Court Finds Voicemail Adequate Notification of Work-Related Injury

July 22, 2011 ( – The Pennsylvania Supreme Court has ruled that an injured worker’s voicemail and other communications showed that she adequately notified her employer of her work-related injury, entitling her to workers compensation benefits.

Business Insurance reports that after a workers compensation judge found Anne Marie Morack suffered a work-related injury and ruled that her complaints of pain, her short-term disability claim and her voice message sufficiently notified her employer of her injury, a Commonwealth Court judge overturned the decision, saying Morack failed to sufficiently describe her injuries to her employer.   

However, the Pennsylvania Supreme Court reversed the lower court’s order and ruled that the employer was aware that Morack suffered a work-related problem.  

The high court said that although Morack’s notice to the employer was not “letter perfect,” Pennsylvania’s workers comp law directs that “a meritorious claim ought not, if possible, be defeated for technical reasons,” according to Business Insurance.  

The case of Gentex Corp. and Gallagher Bassett Services vs.

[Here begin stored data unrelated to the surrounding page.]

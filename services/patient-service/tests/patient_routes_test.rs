//! 患者 HTTP 接口测试

use std::sync::Arc;

use axum::{
    body::Body,
    http::{header, Method, Request, StatusCode},
    Router,
};
use metrics_exporter_prometheus::{PrometheusBuilder, PrometheusHandle};
use patient_service::api::http::ErrorTranslator;
use patient_service::api::{build_app, AppState};
use patient_service::application::{PatientResponse, PatientService};
use patient_service::infrastructure::InMemoryPatientRepository;
use pm_telemetry::MemorySink;
use serde_json::{json, Value};
use tower::ServiceExt;
use tracing::Level;

fn app_with_metrics(metrics: Option<PrometheusHandle>) -> (Router, Arc<MemorySink>) {
    let sink = Arc::new(MemorySink::new());
    let patients = Arc::new(PatientService::new(Arc::new(InMemoryPatientRepository::new())));
    let state = AppState::new(patients, ErrorTranslator::new(sink.clone()));
    (build_app(state, metrics), sink)
}

fn app() -> (Router, Arc<MemorySink>) {
    app_with_metrics(None)
}

fn json_request(method: Method, uri: &str, body: Value) -> Request<Body> {
    Request::builder()
        .method(method)
        .uri(uri)
        .header(header::CONTENT_TYPE, "application/json")
        .body(Body::from(body.to_string()))
        .unwrap()
}

fn empty_request(method: Method, uri: &str) -> Request<Body> {
    Request::builder()
        .method(method)
        .uri(uri)
        .body(Body::empty())
        .unwrap()
}

async fn send_raw(app: &Router, req: Request<Body>) -> (StatusCode, axum::body::Bytes) {
    let response = app.clone().oneshot(req).await.unwrap();
    let status = response.status();
    let bytes = axum::body::to_bytes(response.into_body(), usize::MAX)
        .await
        .unwrap();
    (status, bytes)
}

async fn send(app: &Router, req: Request<Body>) -> (StatusCode, Value) {
    let (status, bytes) = send_raw(app, req).await;
    let value = if bytes.is_empty() {
        Value::Null
    } else {
        serde_json::from_slice(&bytes).unwrap()
    };
    (status, value)
}

fn jane() -> Value {
    json!({
        "name": "Jane Doe",
        "email": "jane@example.com",
        "address": "1 Main Street",
        "dateOfBirth": "1990-04-12"
    })
}

#[tokio::test]
async fn test_create_and_fetch_patient() {
    let (app, _) = app();

    let (status, body) = send(&app, json_request(Method::POST, "/patients", jane())).await;
    assert_eq!(status, StatusCode::OK);
    let created: PatientResponse = serde_json::from_value(body).unwrap();
    assert_eq!(created.email, "jane@example.com");

    let (status, body) = send(
        &app,
        empty_request(Method::GET, &format!("/patients/{}", created.id)),
    )
    .await;
    assert_eq!(status, StatusCode::OK);
    assert_eq!(body["dateOfBirth"], "1990-04-12");

    let (status, body) = send(&app, empty_request(Method::GET, "/patients")).await;
    assert_eq!(status, StatusCode::OK);
    assert_eq!(body.as_array().unwrap().len(), 1);
}

#[tokio::test]
async fn test_invalid_body_returns_field_messages() {
    let (app, sink) = app();

    let (status, body) = send(
        &app,
        json_request(
            Method::POST,
            "/patients",
            json!({ "name": "", "email": "not-an-email", "address": "1 Main Street" }),
        ),
    )
    .await;

    assert_eq!(status, StatusCode::BAD_REQUEST);
    assert_eq!(
        body,
        json!({
            "name": "Name is required",
            "email": "Email should be valid",
            "dateOfBirth": "Date of birth is required"
        })
    );
    // 校验失败不记录告警
    assert_eq!(sink.count(Level::WARN), 0);
}

#[tokio::test]
async fn test_duplicate_email_rejected() {
    let (app, sink) = app();

    let (status, _) = send(&app, json_request(Method::POST, "/patients", jane())).await;
    assert_eq!(status, StatusCode::OK);

    let mut again = jane();
    again["email"] = json!("JANE@example.com");
    let (status, body) = send(&app, json_request(Method::POST, "/patients", again)).await;

    assert_eq!(status, StatusCode::BAD_REQUEST);
    assert_eq!(
        body,
        json!({ "message": "A patient with this email already exist" })
    );
    assert!(sink.contains(Level::WARN, "jane@example.com"));
}

#[tokio::test]
async fn test_unknown_patient_not_found() {
    let (app, sink) = app();

    for uri in [
        "/patients/00000000-0000-0000-0000-000000000000",
        "/patients/not-a-uuid",
    ] {
        let (status, body) = send(&app, empty_request(Method::GET, uri)).await;
        assert_eq!(status, StatusCode::BAD_REQUEST);
        assert_eq!(body, json!({ "message": "Patient not Found" }));
    }

    assert_eq!(sink.count(Level::WARN), 2);
}

#[tokio::test]
async fn test_update_and_delete() {
    let (app, _) = app();

    let (_, body) = send(&app, json_request(Method::POST, "/patients", jane())).await;
    let id = body["id"].as_str().unwrap().to_string();
    let uri = format!("/patients/{}", id);

    let mut changed = jane();
    changed["address"] = json!("2 High Street");
    let (status, body) = send(&app, json_request(Method::PUT, &uri, changed)).await;
    assert_eq!(status, StatusCode::OK);
    assert_eq!(body["address"], "2 High Street");
    assert_eq!(body["id"], id);

    let (status, _) = send(&app, empty_request(Method::DELETE, &uri)).await;
    assert_eq!(status, StatusCode::NO_CONTENT);

    let (status, body) = send(&app, empty_request(Method::DELETE, &uri)).await;
    assert_eq!(status, StatusCode::BAD_REQUEST);
    assert_eq!(body, json!({ "message": "Patient not Found" }));
}

#[tokio::test]
async fn test_update_with_email_of_other_patient() {
    let (app, _) = app();

    send(&app, json_request(Method::POST, "/patients", jane())).await;

    let mut john = jane();
    john["name"] = json!("John Roe");
    john["email"] = json!("john@example.com");
    let (_, body) = send(&app, json_request(Method::POST, "/patients", john.clone())).await;
    let john_id = body["id"].as_str().unwrap().to_string();

    john["email"] = json!("jane@example.com");
    let (status, body) = send(
        &app,
        json_request(Method::PUT, &format!("/patients/{}", john_id), john),
    )
    .await;

    assert_eq!(status, StatusCode::BAD_REQUEST);
    assert_eq!(
        body,
        json!({ "message": "A patient with this email already exist" })
    );
}

#[tokio::test]
async fn test_health() {
    let (app, _) = app();

    let (status, body) = send(&app, empty_request(Method::GET, "/health")).await;
    assert_eq!(status, StatusCode::OK);
    assert_eq!(body["status"], "healthy");
}

#[tokio::test]
async fn test_metrics_route_absent_without_recorder() {
    let (app, _) = app();

    let (status, _) = send_raw(&app, empty_request(Method::GET, "/metrics")).await;
    assert_eq!(status, StatusCode::NOT_FOUND);
}

#[tokio::test]
async fn test_metrics_counts_translated_errors() {
    // 本地 recorder，不安装到全局
    let recorder = PrometheusBuilder::new().build_recorder();
    let _guard = metrics::set_default_local_recorder(&recorder);
    let (app, _) = app_with_metrics(Some(recorder.handle()));

    send(&app, json_request(Method::POST, "/patients", jane())).await;
    send(&app, json_request(Method::POST, "/patients", jane())).await;
    send(&app, empty_request(Method::GET, "/patients/not-a-uuid")).await;
    send(&app, empty_request(Method::GET, "/patients/not-a-uuid")).await;

    let (status, bytes) = send_raw(&app, empty_request(Method::GET, "/metrics")).await;
    assert_eq!(status, StatusCode::OK);

    let text = String::from_utf8(bytes.to_vec()).unwrap();
    assert!(text.contains(r#"patient_errors_total{kind="duplicate_email"} 1"#));
    assert!(text.contains(r#"patient_errors_total{kind="not_found"} 2"#));
    assert!(!text.contains("validation_failed"));
}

Workers’ Compensation Appeal Board involves Morack, who had inspected helmets Gentex made for the U.S. Air Force since 1960, and suffered swelling in her hands from 2003 to 2005, Business Insurance said. In January 2005, she told a supervisor she had to leave work because of pain.   

Pursuant to Gentex’s policy, Morack telephoned Gentex for the next five days to update her condition. In February 2005, she applied for short-term disability benefits and indicated on a form that she did not believe her injury was work related.   

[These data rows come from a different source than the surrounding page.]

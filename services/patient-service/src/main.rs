//! Patient Service - 患者服务入口

use std::sync::Arc;

use patient_service::api::http::ErrorTranslator;
use patient_service::api::{build_app, AppState};
use patient_service::application::PatientService;
use patient_service::infrastructure::InMemoryPatientRepository;
use pm_bootstrap::run_http;
use pm_errors::AppError;
use pm_telemetry::{init_metrics, TracingSink};
use tracing::info;

#[tokio::main]
async fn main() -> Result<(), Box<dyn std::error::Error>> {
    dotenvy::dotenv().ok();

    run_http("config", |config| {
        info!(app_env = %config.app_env, "Initializing Patient Service...");

        let metrics = init_metrics()
            .map_err(|e| AppError::internal(format!("Failed to init metrics: {}", e)))?;

        let repository = Arc::new(InMemoryPatientRepository::new());
        let patients = Arc::new(PatientService::new(repository));
        let translator = ErrorTranslator::new(Arc::new(TracingSink::new("patient-service")));

        info!("HTTP routes created");

        Ok(build_app(AppState::new(patients, translator), Some(metrics)))
    })
    .await
}
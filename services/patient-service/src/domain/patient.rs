//! 患者实体

use chrono::NaiveDate;

use super::value_objects::{Email, PatientId};

#[derive(Debug, Clone, PartialEq, Eq)]
pub struct Patient {
    pub id: PatientId,
    pub name: String,
    pub email: Email,
    pub address: String,
    pub date_of_birth: NaiveDate,
    pub registered_date: NaiveDate,
}
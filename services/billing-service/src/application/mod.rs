//! 应用层

mod provisioner;

pub use provisioner::{
    AccountProvisioner, AccountStatus, BillingAccount, NewBillingAccount, StubAccountProvisioner,
    STUB_ACCOUNT_ID,
};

However, a rheumatologist later diagnosed her with bilateral carpal tunnel syndrome and other problems and concluded that the injuries were work related. Morack testified that after the diagnosis, she immediately called Gentex’s human resources department and left voicemails when she could not reach anyone.   

In March 2005, the doctor released Morack for work with restrictions, but Gentex did not have a position meeting her restrictions and she was terminated.